*Aim of the exercise*: Print the data exactly as it appears, keeping every word.

Stored items:
╔══

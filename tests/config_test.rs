use attendance_tracker::config::{Backend, Config, load_from_path, save_to_path};
use attendance_tracker::store::StorageScope;
use std::io::Write;
use tempfile::NamedTempFile;

#[test]
fn test_load_config_valid() {
    let mut temp_file = NamedTempFile::with_suffix(".toml").unwrap();
    let config_content = r#"
        [storage]
        backend = "remote"
        scope = "month"

        [remote]
        url = "https://script.example.com/exec"

        [google]
        client_id = "abc.apps.googleusercontent.com"
        timezone = "Asia/Tokyo"

        [pay]
        hourly_rate = 3000.0
    "#;
    temp_file.write_all(config_content.as_bytes()).unwrap();

    let config = load_from_path(temp_file.path()).expect("Failed to load valid config");

    assert_eq!(config.storage.backend, Backend::Remote);
    assert_eq!(config.storage.scope, StorageScope::Month);
    assert_eq!(config.remote_url().unwrap(), "https://script.example.com/exec");
    assert_eq!(config.google.calendar_id, "primary");
    assert_eq!(config.google.timezone, "Asia/Tokyo");
    assert_eq!(config.pay.hourly_rate, 3000.0);
    assert!(config.validate().is_ok());
}

#[test]
fn test_load_config_defaults() {
    let temp_file = NamedTempFile::with_suffix(".toml").unwrap();

    let config = load_from_path(temp_file.path()).expect("Empty config should use defaults");

    assert_eq!(config.storage.backend, Backend::Local);
    assert_eq!(config.storage.scope, StorageScope::All);
    assert_eq!(config.pay.hourly_rate, 2500.0);
    assert_eq!(config.google.redirect_port, 8085);
    assert!(config.validate().is_ok());
}

#[test]
fn test_remote_backend_without_url_fails_validation() {
    let mut temp_file = NamedTempFile::with_suffix(".toml").unwrap();
    temp_file
        .write_all(b"[storage]\nbackend = \"remote\"\n")
        .unwrap();

    let config = load_from_path(temp_file.path()).unwrap();
    assert!(config.validate().is_err());
}

#[test]
fn test_save_and_reload() {
    let temp_file = NamedTempFile::with_suffix(".toml").unwrap();
    let mut config = Config::default();
    config.set_value("pay.hourly_rate", "1800").unwrap();
    config.set_value("storage.scope", "month").unwrap();

    save_to_path(&config, temp_file.path()).unwrap();
    let reloaded = load_from_path(temp_file.path()).unwrap();

    assert_eq!(reloaded.pay.hourly_rate, 1800.0);
    assert_eq!(reloaded.storage.scope, StorageScope::Month);
}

╚══

*Finished exercise*:
filename tests/config_test.rs
use attendance_tracker::config::{Backend, Config, load_from_path, save_to_path};
use attendance_tracker::store::StorageScope;
use std::io::Write;
use tempfile::NamedTempFile;

#[test]
fn test_load_config_valid() {
    let mut temp_file = NamedTempFile::with_suffix(".toml").unwrap();
    let config_content = r#"
        [storage]
        backend = "remote"
        scope = "month"

        [remote]
        url = "https://script.example.com/exec"

        [google]
        client_id = "abc.apps.googleusercontent.com"
        timezone = "Asia/Tokyo"

        [pay]
        hourly_rate = 3000.0
    "#;
    temp_file.write_all(config_content.as_bytes()).unwrap();

    let config = load_from_path(temp_file.path()).expect("Failed to load valid config");

    assert_eq!(config.storage.backend, Backend::Remote);
    assert_eq!(config.storage.scope, StorageScope::Month);
    assert_eq!(config.remote_url().unwrap(), "https://script.example.com/exec");
    assert_eq!(config.google.calendar_id, "primary");
    assert_eq!(config.google.timezone, "Asia/Tokyo");
    assert_eq!(config.pay.hourly_rate, 3000.0);
    assert!(config.validate().is_ok());
}

#[test]
fn test_load_config_defaults() {
    let temp_file = NamedTempFile::with_suffix(".toml").unwrap();

    let config = load_from_path(temp_file.path()).expect("Empty config should use defaults");

    assert_eq!(config.storage.backend, Backend::Local);
    assert_eq!(config.storage.scope, StorageScope::All);
    assert_eq!(config.pay.hourly_rate, 2500.0);
    assert_eq!(config.google.redirect_port, 8085);
    assert!(config.validate().is_ok());
}

#[test]
fn test_remote_backend_without_url_fails_validation() {
    let mut temp_file = NamedTempFile::with_suffix(".toml").unwrap();
    temp_file
        .write_all(b"[storage]\nbackend = \"remote\"\n")
        .unwrap();

    let config = load_from_path(temp_file.path()).unwrap();
    assert!(config.validate().is_err());
}

#[test]
fn test_save_and_reload() {
    let temp_file = NamedTempFile::with_suffix(".toml").unwrap();
    let mut config = Config::default();
    config.set_value("pay.hourly_rate", "1800").unwrap();
    config.set_value("storage.scope", "month").unwrap();

    save_to_path(&config, temp_file.path()).unwrap();
    let reloaded = load_from_path(temp_file.path()).unwrap();

    assert_eq!(reloaded.pay.hourly_rate, 1800.0);
    assert_eq!(reloaded.storage.scope, StorageScope::Month);
}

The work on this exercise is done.